I definitely remember flour and water paste in elementary school in Chula Vista, CA. We also did carved potato prints with tempura paint, although, I can't remember actually carving the potatoes. I doubt they allowed us knives, because we were relegated to the rounded-end scissors. We also made necklaces from macaroni, and glued various colored legumes and pasta to a backboard to make artwork.

 

I didn't question the adults at the time, but now it seems wasteful of food when I think about it. It was a lot of fun at the time, though.  :smile:

 

SylviaLovegren,

 

I remember the smell of flour/water paste when allowed to sit too long. Horrible. I think this happened at home for some papier-mâché sculptures I was working on. I learned to make smaller amounts and not try to save them over from day to day.

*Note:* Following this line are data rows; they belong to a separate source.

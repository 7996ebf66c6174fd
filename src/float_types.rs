// Our Real scalar type:
#[cfg(feature = "f32")]
pub type Real = f32;
#[cfg(feature = "f64")]
pub type Real = f64;

use core::str::FromStr;
use std::sync::OnceLock;

/// Signed-distance band inside which a vertex counts as lying on a BSP plane.
pub const PLANE_EPSILON: Real = 1e-5;

/// Decimal digits kept when quantizing vertices for identity (`10^-4` grid).
pub const MERGE_PRECISION: u32 = 4;

/// Decimal digits kept when quantizing edge directions for the repair heuristic.
pub const VECTOR_PRECISION: u32 = 3;

/// Colinearity tolerance of the first face-breaking pass.
pub const SEGMENT_DISTANCE: Real = 1e-6;

/// Colinearity tolerance of the second, coarser face-breaking pass.
pub const COARSE_SEGMENT_DISTANCE: Real = 0.01;

/// Hard cap on the number of face splits a single repair may perform.
pub const MAX_SPLIT_STEPS: usize = 100_000;

/// The second pass only runs while bad edges stay below this share of the faces.
pub const SECOND_PASS_BAD_EDGE_RATIO: Real = 0.1;

/// The second pass only runs on meshes with at least this many faces.
pub const SECOND_PASS_MIN_FACES: usize = 12;

/// Solids with fewer faces are returned untouched by boolean operations.
pub const MIN_SOLID_FACES: usize = 4;

/// Crease angle used when deriving wireframe edges.
pub const DEFAULT_EDGE_ANGLE_DEGREES: Real = 5.0;

/// Lazily-initialized plane epsilon used by the BSP tree.
/// Defaults to [`PLANE_EPSILON`], but can be overridden:
///  1) **Build-time**: set env var `BIMCSG_PLANE_EPSILON` (e.g. `BIMCSG_PLANE_EPSILON=1e-6 cargo build`)
///  2) **Runtime**: call [`set_plane_epsilon`] once before using the library
static PLANE_EPSILON_CELL: OnceLock<Real> = OnceLock::new();

/// Returns the current plane epsilon.
pub fn plane_epsilon() -> Real {
    *PLANE_EPSILON_CELL.get_or_init(|| {
        if let Some(environment_variable) = option_env!("BIMCSG_PLANE_EPSILON") {
            if let Ok(value) = Real::from_str(environment_variable) {
                return value.max(Real::EPSILON);
            }
        }
        PLANE_EPSILON
    })
}

/// Set the plane epsilon programmatically once (subsequent calls are ignored).
/// Call near program start: `bimcsg::float_types::set_plane_epsilon(1e-6);`
pub fn set_plane_epsilon(value: Real) {
    let _ = PLANE_EPSILON_CELL.set(value.max(Real::EPSILON));
}

/// Scale factor `10^digits` used by the quantizing keys.
#[inline]
pub fn decimal_scale(digits: u32) -> Real {
    (10.0 as Real).powi(digits as i32)
}

// Pi
/// Archimedes' constant (π)
#[cfg(feature = "f32")]
pub const PI: Real = core::f32::consts::PI;
/// Archimedes' constant (π)
#[cfg(feature = "f64")]
pub const PI: Real = core::f64::consts::PI;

I attribute this experience to the reason I don't try sour doughs at home, although I love them when someone who knows what they're doing makes them.

 

 

Later on, we did the science experiment with powering a light bulb with potatoes. That was really cool, but I'll be dogged if I truly understand to this day what makes it work. I wish we'd done it later in school, so I would really get it, but I guess if I wanted to I could spend the research time on the internet. It may be related to why even stainless steel screws and fittings can corrode in use on sea-going vessels, and one day, I may get enough of a bur under my saddle to get a better handle on it.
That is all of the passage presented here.